◆ **GIVEN RECORDS**:
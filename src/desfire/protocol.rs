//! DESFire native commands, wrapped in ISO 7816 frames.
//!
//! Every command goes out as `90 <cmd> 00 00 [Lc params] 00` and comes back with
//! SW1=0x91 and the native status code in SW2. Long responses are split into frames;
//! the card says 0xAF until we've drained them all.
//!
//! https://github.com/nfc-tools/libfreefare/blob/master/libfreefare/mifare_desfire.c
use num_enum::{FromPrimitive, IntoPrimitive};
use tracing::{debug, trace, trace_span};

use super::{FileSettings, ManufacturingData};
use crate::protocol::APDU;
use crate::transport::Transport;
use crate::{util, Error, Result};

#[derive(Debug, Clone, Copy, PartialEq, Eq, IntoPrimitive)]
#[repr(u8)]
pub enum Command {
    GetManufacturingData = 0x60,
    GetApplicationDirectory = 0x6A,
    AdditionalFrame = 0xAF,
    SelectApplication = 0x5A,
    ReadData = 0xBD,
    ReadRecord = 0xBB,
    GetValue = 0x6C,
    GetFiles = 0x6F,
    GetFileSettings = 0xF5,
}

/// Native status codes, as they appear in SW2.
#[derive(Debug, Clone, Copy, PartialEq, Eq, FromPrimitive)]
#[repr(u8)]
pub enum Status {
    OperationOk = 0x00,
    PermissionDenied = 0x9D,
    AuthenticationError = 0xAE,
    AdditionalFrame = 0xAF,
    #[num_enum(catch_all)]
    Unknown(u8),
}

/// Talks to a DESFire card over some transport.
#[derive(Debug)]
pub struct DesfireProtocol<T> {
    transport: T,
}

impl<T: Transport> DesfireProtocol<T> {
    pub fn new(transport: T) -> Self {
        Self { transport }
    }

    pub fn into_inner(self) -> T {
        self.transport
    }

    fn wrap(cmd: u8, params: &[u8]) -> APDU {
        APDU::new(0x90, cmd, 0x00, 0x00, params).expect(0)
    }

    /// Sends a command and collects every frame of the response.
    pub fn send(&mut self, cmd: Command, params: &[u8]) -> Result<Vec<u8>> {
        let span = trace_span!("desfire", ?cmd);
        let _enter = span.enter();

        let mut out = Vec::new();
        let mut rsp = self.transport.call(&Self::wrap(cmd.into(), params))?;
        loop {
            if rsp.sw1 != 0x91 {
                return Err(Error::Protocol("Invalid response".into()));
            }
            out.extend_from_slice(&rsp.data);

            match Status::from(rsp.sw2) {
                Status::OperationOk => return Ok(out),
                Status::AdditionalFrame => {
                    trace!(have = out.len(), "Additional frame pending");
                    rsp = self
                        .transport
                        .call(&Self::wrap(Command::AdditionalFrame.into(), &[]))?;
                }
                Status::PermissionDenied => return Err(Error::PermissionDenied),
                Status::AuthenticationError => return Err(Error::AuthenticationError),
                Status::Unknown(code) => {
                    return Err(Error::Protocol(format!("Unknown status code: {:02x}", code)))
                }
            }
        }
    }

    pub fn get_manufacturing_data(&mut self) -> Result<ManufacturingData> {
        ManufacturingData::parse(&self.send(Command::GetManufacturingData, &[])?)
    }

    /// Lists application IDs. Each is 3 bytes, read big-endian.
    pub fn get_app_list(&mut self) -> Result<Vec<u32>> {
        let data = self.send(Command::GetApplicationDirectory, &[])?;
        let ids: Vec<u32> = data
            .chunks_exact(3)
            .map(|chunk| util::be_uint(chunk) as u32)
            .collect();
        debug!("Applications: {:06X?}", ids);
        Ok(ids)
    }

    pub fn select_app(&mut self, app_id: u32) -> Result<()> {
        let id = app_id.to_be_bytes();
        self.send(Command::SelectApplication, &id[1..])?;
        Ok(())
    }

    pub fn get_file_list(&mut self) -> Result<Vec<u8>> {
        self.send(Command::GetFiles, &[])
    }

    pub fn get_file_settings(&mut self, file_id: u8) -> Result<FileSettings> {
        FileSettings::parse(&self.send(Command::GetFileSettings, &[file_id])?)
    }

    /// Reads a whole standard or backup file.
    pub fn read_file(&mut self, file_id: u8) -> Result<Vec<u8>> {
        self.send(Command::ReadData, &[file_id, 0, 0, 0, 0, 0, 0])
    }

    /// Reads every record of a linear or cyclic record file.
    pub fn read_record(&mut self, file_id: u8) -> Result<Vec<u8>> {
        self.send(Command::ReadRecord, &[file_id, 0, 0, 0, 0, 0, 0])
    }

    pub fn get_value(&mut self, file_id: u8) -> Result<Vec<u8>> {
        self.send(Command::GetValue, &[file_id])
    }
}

◆ **ASSIGNMENT**:
Please print the whole of the material verbatim.

◆ **ANSWER BOX**:
filename src/desfire/protocol.rs
//! DESFire native commands, wrapped in ISO 7816 frames.
//!
//! Every command goes out as `90 <cmd> 00 00 [Lc params] 00` and comes back with
//! SW1=0x91 and the native status code in SW2. Long responses are split into frames;
//! the card says 0xAF until we've drained them all.
//!
//! https://github.com/nfc-tools/libfreefare/blob/master/libfreefare/mifare_desfire.c
use num_enum::{FromPrimitive, IntoPrimitive};
use tracing::{debug, trace, trace_span};

use super::{FileSettings, ManufacturingData};
use crate::protocol::APDU;
use crate::transport::Transport;
use crate::{util, Error, Result};

#[derive(Debug, Clone, Copy, PartialEq, Eq, IntoPrimitive)]
#[repr(u8)]
pub enum Command {
    GetManufacturingData = 0x60,
    GetApplicationDirectory = 0x6A,
    AdditionalFrame = 0xAF,
    SelectApplication = 0x5A,
    ReadData = 0xBD,
    ReadRecord = 0xBB,
    GetValue = 0x6C,
    GetFiles = 0x6F,
    GetFileSettings = 0xF5,
}

/// Native status codes, as they appear in SW2.
#[derive(Debug, Clone, Copy, PartialEq, Eq, FromPrimitive)]
#[repr(u8)]
pub enum Status {
    OperationOk = 0x00,
    PermissionDenied = 0x9D,
    AuthenticationError = 0xAE,
    AdditionalFrame = 0xAF,
    #[num_enum(catch_all)]
    Unknown(u8),
}

/// Talks to a DESFire card over some transport.
#[derive(Debug)]
pub struct DesfireProtocol<T> {
    transport: T,
}

impl<T: Transport> DesfireProtocol<T> {
    pub fn new(transport: T) -> Self {
        Self { transport }
    }

    pub fn into_inner(self) -> T {
        self.transport
    }

    fn wrap(cmd: u8, params: &[u8]) -> APDU {
        APDU::new(0x90, cmd, 0x00, 0x00, params).expect(0)
    }

    /// Sends a command and collects every frame of the response.
    pub fn send(&mut self, cmd: Command, params: &[u8]) -> Result<Vec<u8>> {
        let span = trace_span!("desfire", ?cmd);
        let _enter = span.enter();

        let mut out = Vec::new();
        let mut rsp = self.transport.call(&Self::wrap(cmd.into(), params))?;
        loop {
            if rsp.sw1 != 0x91 {
                return Err(Error::Protocol("Invalid response".into()));
            }
            out.extend_from_slice(&rsp.data);

            match Status::from(rsp.sw2) {
                Status::OperationOk => return Ok(out),
                Status::AdditionalFrame => {
                    trace!(have = out.len(), "Additional frame pending");
                    rsp = self
                        .transport
                        .call(&Self::wrap(Command::AdditionalFrame.into(), &[]))?;
                }
                Status::PermissionDenied => return Err(Error::PermissionDenied),
                Status::AuthenticationError => return Err(Error::AuthenticationError),
                Status::Unknown(code) => {
                    return Err(Error::Protocol(format!("Unknown status code: {:02x}", code)))
                }
            }
        }
    }

    pub fn get_manufacturing_data(&mut self) -> Result<ManufacturingData> {
        ManufacturingData::parse(&self.send(Command::GetManufacturingData, &[])?)
    }

    /// Lists application IDs. Each is 3 bytes, read big-endian.
    pub fn get_app_list(&mut self) -> Result<Vec<u32>> {
        let data = self.send(Command::GetApplicationDirectory, &[])?;
        let ids: Vec<u32> = data
            .chunks_exact(3)
            .map(|chunk| util::be_uint(chunk) as u32)
            .collect();
        debug!("Applications: {:06X?}", ids);
        Ok(ids)
    }

    pub fn select_app(&mut self, app_id: u32) -> Result<()> {
        let id = app_id.to_be_bytes();
        self.send(Command::SelectApplication, &id[1..])?;
        Ok(())
    }

    pub fn get_file_list(&mut self) -> Result<Vec<u8>> {
        self.send(Command::GetFiles, &[])
    }

    pub fn get_file_settings(&mut self, file_id: u8) -> Result<FileSettings> {
        FileSettings::parse(&self.send(Command::GetFileSettings, &[file_id])?)
    }

    /// Reads a whole standard or backup file.
    pub fn read_file(&mut self, file_id: u8) -> Result<Vec<u8>> {
        self.send(Command::ReadData, &[file_id, 0, 0, 0, 0, 0, 0])
    }

    /// Reads every record of a linear or cyclic record file.
    pub fn read_record(&mut self, file_id: u8) -> Result<Vec<u8>> {
        self.send(Command::ReadRecord, &[file_id, 0, 0, 0, 0, 0, 0])
    }

    pub fn get_value(&mut self, file_id: u8) -> Result<Vec<u8>> {
        self.send(Command::GetValue, &[file_id])
    }
}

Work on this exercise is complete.